-- INPUT follows --

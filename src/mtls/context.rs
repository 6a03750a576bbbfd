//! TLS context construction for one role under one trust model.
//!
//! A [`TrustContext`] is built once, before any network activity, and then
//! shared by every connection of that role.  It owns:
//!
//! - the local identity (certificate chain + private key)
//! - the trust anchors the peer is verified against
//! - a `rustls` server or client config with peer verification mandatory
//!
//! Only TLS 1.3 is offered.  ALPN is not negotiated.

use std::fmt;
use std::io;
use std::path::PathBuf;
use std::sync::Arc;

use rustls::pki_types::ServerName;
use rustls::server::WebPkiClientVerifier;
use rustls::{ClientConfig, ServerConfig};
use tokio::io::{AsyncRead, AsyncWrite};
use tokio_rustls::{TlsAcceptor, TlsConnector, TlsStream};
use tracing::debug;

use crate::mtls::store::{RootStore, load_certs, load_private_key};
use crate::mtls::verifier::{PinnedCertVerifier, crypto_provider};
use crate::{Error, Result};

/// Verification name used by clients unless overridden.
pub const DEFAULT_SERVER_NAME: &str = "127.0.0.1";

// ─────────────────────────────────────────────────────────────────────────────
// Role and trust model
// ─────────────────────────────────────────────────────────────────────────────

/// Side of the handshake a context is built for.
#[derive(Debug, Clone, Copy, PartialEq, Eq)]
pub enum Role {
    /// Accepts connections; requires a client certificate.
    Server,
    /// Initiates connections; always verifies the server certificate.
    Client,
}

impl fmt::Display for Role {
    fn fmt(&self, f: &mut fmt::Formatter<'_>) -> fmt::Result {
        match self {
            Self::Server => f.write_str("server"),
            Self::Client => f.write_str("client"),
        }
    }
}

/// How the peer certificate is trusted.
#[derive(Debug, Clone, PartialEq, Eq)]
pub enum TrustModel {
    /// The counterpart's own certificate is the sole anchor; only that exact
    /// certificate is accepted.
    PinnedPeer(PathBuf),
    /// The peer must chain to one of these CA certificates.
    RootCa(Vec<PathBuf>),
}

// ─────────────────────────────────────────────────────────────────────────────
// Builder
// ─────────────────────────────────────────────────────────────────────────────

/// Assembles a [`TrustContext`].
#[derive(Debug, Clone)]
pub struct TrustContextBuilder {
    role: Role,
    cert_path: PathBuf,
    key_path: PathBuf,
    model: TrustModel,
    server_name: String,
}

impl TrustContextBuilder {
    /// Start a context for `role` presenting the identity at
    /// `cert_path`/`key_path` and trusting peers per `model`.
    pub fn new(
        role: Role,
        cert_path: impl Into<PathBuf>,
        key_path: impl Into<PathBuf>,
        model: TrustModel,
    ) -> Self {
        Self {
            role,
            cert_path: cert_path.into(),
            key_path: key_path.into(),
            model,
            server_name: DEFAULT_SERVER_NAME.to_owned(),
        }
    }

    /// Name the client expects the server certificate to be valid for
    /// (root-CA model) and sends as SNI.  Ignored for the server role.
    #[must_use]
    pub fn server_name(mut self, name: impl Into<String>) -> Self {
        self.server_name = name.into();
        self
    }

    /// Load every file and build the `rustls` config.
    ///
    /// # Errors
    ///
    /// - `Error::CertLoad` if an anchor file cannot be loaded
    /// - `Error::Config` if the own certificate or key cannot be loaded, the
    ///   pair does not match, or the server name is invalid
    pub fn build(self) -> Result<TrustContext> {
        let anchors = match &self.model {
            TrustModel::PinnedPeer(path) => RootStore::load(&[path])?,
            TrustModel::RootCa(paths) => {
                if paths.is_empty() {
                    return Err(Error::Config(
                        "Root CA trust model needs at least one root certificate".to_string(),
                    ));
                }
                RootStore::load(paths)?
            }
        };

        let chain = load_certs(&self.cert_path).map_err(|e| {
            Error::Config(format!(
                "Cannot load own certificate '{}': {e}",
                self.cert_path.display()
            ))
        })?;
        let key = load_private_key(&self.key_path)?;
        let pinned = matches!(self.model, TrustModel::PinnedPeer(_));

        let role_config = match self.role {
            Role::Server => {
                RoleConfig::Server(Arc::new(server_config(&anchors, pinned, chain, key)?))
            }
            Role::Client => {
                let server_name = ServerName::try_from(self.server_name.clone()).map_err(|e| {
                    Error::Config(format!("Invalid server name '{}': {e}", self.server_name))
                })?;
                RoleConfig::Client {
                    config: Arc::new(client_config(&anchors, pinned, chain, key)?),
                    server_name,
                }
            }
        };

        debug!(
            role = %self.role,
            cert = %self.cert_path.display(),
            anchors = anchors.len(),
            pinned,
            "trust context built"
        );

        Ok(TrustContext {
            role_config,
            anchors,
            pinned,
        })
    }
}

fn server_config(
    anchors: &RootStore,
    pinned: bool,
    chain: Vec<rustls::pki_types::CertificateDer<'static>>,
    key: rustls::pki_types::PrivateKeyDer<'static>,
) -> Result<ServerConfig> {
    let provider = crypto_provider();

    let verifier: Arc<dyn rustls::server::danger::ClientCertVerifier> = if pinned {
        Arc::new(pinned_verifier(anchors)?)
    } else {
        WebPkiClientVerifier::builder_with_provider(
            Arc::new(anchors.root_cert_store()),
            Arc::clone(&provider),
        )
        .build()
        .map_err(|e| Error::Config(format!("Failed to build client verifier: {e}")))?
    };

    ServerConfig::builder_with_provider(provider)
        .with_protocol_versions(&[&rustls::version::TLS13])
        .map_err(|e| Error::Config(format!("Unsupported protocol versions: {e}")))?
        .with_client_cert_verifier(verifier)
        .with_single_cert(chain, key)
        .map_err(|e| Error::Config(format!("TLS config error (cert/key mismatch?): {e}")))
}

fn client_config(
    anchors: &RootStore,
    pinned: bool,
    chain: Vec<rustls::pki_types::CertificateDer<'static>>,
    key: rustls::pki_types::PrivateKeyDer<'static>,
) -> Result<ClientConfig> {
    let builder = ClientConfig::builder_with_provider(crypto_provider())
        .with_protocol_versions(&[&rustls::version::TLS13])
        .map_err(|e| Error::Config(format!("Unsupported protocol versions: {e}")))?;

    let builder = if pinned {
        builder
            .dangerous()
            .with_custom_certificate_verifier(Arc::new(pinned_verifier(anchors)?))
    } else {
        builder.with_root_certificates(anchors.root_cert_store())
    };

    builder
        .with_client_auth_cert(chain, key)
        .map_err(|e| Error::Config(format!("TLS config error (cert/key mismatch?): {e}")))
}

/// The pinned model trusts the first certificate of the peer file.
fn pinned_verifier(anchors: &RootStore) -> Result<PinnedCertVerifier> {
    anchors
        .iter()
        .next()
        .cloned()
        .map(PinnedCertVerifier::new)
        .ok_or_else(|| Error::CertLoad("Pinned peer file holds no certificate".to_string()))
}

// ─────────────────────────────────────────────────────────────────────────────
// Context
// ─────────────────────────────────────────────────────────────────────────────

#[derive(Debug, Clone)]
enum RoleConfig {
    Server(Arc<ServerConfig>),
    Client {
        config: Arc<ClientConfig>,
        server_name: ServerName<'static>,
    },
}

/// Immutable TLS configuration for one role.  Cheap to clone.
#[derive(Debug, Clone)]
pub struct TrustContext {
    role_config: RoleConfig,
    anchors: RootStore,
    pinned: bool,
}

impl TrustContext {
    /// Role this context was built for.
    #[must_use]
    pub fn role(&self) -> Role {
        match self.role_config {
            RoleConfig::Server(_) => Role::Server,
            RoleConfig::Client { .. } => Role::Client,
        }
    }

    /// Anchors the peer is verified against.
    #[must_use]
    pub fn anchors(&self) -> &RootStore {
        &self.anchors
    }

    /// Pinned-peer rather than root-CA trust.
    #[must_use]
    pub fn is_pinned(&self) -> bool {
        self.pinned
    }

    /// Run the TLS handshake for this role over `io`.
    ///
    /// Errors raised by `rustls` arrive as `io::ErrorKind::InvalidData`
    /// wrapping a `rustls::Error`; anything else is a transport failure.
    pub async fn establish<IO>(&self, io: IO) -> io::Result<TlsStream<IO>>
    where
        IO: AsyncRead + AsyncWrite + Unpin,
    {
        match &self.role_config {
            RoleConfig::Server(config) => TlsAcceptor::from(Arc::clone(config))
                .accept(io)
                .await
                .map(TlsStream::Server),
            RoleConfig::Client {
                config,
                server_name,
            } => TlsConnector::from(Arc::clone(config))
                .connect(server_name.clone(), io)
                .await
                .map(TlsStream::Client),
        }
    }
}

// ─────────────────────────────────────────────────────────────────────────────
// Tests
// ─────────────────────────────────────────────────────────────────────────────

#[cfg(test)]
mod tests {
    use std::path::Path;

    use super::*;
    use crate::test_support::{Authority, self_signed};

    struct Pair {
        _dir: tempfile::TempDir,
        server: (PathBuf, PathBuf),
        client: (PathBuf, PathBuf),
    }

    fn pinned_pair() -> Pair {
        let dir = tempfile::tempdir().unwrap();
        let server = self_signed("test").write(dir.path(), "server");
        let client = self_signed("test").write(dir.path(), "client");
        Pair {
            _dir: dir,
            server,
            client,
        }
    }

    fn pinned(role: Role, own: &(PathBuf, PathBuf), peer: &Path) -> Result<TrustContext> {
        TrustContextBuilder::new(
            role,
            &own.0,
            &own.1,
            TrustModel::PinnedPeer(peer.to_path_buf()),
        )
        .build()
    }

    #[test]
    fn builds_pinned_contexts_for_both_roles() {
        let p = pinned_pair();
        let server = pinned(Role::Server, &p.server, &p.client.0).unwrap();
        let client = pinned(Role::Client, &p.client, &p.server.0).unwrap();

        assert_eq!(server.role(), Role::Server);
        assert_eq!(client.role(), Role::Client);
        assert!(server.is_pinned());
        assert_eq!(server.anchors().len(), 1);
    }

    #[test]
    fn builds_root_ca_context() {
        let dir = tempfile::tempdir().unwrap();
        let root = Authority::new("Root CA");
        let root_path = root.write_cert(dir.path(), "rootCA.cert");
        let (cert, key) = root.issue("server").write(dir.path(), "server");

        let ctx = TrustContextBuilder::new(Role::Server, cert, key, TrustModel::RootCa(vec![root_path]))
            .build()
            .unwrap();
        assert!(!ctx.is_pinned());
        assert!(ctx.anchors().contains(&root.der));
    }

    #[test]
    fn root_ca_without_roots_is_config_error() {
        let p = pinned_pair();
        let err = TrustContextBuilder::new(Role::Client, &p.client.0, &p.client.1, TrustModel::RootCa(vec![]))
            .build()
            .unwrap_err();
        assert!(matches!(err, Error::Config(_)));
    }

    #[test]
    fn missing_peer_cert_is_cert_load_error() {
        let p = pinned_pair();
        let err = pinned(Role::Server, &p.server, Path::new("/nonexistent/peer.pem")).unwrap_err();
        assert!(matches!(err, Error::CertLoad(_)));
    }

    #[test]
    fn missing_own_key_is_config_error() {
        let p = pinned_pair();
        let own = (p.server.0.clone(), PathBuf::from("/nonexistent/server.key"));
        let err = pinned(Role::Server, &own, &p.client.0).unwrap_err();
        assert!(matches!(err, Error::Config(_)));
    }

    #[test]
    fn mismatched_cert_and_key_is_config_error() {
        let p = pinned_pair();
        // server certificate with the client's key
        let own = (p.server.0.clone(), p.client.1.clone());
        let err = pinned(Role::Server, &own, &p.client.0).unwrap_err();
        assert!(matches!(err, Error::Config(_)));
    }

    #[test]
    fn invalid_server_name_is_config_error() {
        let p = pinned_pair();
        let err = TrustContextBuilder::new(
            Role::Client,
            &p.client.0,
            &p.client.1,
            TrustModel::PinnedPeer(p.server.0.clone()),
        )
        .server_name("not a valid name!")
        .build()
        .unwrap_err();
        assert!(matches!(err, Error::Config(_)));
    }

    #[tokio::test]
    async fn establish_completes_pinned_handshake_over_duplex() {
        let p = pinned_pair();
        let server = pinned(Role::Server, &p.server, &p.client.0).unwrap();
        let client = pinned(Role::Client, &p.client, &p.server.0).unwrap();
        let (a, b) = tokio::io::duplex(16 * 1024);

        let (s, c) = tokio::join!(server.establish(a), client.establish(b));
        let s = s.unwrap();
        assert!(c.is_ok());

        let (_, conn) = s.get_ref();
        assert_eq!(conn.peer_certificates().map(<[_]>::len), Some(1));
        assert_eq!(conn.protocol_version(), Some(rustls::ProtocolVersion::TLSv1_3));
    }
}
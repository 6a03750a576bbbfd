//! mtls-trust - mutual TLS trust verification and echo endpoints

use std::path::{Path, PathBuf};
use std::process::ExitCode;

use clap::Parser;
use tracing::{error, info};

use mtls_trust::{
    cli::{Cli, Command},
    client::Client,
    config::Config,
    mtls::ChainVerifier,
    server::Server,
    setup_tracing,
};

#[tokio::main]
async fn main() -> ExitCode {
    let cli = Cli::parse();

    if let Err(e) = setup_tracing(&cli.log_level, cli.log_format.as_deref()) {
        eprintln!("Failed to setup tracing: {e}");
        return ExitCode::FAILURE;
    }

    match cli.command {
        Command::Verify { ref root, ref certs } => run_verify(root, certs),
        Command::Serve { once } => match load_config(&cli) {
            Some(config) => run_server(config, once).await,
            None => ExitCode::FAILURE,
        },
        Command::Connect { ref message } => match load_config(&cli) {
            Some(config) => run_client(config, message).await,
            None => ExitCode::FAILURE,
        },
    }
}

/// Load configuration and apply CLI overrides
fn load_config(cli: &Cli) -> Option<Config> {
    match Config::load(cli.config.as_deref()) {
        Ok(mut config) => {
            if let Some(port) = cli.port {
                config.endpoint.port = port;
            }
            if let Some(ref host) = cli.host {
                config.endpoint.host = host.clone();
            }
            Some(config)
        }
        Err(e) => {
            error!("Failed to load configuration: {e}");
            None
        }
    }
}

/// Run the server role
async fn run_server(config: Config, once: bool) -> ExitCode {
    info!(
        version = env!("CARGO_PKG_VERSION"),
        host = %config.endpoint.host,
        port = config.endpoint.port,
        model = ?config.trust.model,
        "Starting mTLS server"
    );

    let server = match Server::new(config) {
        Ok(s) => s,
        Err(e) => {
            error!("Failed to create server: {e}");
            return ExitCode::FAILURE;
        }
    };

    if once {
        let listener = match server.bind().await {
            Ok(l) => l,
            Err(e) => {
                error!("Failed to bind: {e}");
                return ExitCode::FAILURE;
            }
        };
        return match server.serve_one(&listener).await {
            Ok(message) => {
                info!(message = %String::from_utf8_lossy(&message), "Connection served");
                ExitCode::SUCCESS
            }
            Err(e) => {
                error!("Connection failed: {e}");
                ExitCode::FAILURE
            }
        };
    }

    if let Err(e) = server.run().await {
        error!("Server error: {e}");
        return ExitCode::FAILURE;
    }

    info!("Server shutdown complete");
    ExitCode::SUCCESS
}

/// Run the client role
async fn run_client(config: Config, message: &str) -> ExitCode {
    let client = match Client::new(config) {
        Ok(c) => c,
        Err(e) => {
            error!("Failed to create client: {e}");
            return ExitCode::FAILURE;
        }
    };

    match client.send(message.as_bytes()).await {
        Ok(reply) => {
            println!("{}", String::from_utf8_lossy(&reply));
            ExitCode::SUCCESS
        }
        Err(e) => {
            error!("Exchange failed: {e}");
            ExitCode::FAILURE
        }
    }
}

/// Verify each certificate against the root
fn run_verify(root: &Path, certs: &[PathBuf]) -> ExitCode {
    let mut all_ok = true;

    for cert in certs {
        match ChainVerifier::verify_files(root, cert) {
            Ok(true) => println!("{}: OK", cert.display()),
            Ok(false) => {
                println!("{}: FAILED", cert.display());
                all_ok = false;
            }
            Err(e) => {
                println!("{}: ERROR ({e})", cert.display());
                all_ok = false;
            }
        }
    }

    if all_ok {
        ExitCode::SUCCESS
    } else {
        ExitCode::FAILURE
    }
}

-- INPUT concluded --

If a line in the data above includes the string "create", copy it.

            error!("Failed to create server: {e}");
            error!("Failed to create client: {e}");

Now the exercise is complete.